Not to be confused with T-84, a Ukrainian main battle tank.
This article is about the Yugoslav tank. For other uses, see M84 (disambiguation).

Croatian Army M-84A4 tank column in Zagreb victory parade 2015
Type Main battle tank
Place of origin  Yugoslavia
Service history
In service 1985–present
Wars Persian Gulf War
Yugoslav Wars
Production history
Designer Military Technical Institute Belgrade
Designed 1979‒1983
Produced 1984‒1991 (Yugoslavia)
1991‒2003 (Croatia)
Number built ~650
Weight 41.5 tonnes
Length 9.53 m
Width 3.57 m
Height 2.19 m
Crew 3 (commander, gunner, driver)

Armor composite alloy; including high-hardness steel, glass-reinforced plastic, RHA steel, and either sand or granite in the front of turret (M-84A).
125 mm 2A46 smoothbore gun
7.62 mm coaxial machine gun, 12.7mm anti-aircraft gun, 5 smoke grenade launchers
Engine diesel V-46TK
1,000 hp (746 kW)
Power/weight 24.10 hp/tonne
Suspension torsion bar
Fuel capacity 1200 + 400l
700 km
Speed 68 km/h

The M-84 is a Yugoslav third generation main battle tank, a variant of the Soviet T-72. The M-84 is in service in Serbia, Kuwait, Croatia, Slovenia and Bosnia and Herzegovina.

Development and production

The M-84 is based on the Soviet T-72 but with several modifications, including a domestic fire-control system, improved composite armor, and a 1000-hp engine.
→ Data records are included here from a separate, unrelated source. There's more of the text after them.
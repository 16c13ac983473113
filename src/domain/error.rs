use thiserror::Error;

use super::task::TaskId;

#[derive(Debug, Error)]
pub enum TaskError {
    #[error("task not found: {0}")]
    NotFound(TaskId),

    #[error("I/O error: {0}")]
    Io(#[from] std::io::Error),

    #[error("storage error: {0}")]
    Storage(String),

    #[error("{0}")]
    Validation(String),
}

impl TaskError {
    pub fn validation(message: impl Into<String>) -> Self { Self::Validation(message.into()) }
}
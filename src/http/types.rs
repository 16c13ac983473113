use axum::extract::rejection::JsonRejection;
use axum::http::StatusCode;
use axum::response::{IntoResponse, Response};
use serde::{Deserialize, Serialize};

use crate::domain::error::TaskError;

/// Error body shared by every failing endpoint: `{"error": "..."}`.
#[derive(Debug, Clone, Serialize, Deserialize, PartialEq, Eq)]
pub struct ErrorBody { pub error: String }

#[derive(Debug, Clone, Serialize, Deserialize, PartialEq, Eq)]
pub struct MessageBody { pub message: String }

#[derive(Debug)]
pub struct ApiError {
    pub status: StatusCode,
    pub message: String,
}

impl ApiError {
    pub fn new(status: StatusCode, message: impl Into<String>) -> Self { Self { status, message: message.into() } }
}

impl IntoResponse for ApiError {
    fn into_response(self) -> Response {
        (self.status, axum::Json(ErrorBody { error: self.message })).into_response()
    }
}

impl From<TaskError> for ApiError {
    fn from(e: TaskError) -> Self {
        match e {
            TaskError::NotFound(_) => ApiError::new(StatusCode::NOT_FOUND, "Task not found"),
            TaskError::Validation(message) => ApiError::new(StatusCode::BAD_REQUEST, message),
            TaskError::Io(_) | TaskError::Storage(_) => {
                tracing::error!(error = %e, "task storage failure");
                ApiError::new(StatusCode::INTERNAL_SERVER_ERROR, "Failed to access task storage")
            }
        }
    }
}

impl From<JsonRejection> for ApiError {
    fn from(rejection: JsonRejection) -> Self { ApiError::new(StatusCode::BAD_REQUEST, rejection.body_text()) }
}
The M-84 entered service with the Yugoslav People's Army in 1984. The improved M-84A version entered service a few years later.

There were about 240 Yugoslav factories which directly participated in the production of the M-84 and about 1,000 others which participated indirectly. The main factories were:

The latest Serbian version of the M-84 is the M-84AS, unveiled in 2004. It features a new fire control system, Kontakt-5 ERA armor, AT-11 Sniper anti-tank missiles, Agava-2 thermal sight, and the Shtora defensive suite. It is very similar to the Russian T-90S, both in appearance and in capability.

About 150 M-84 tanks were exported to Kuwait. The disintegration of Yugoslavia in the 1990s prevented further exports of the M-84.



The M-84A is armed with a 125 mm smooth bore cannon. The gas cylinder positioned in the middle of the barrel is shielded with a thermal coating that minimizes deformation of the barrel from high temperatures and ensures it is cooled at the same rate during rapid firing. The M-84 uses an automatic loader, which enables it to sustain a firing rate of 8 rounds per minute.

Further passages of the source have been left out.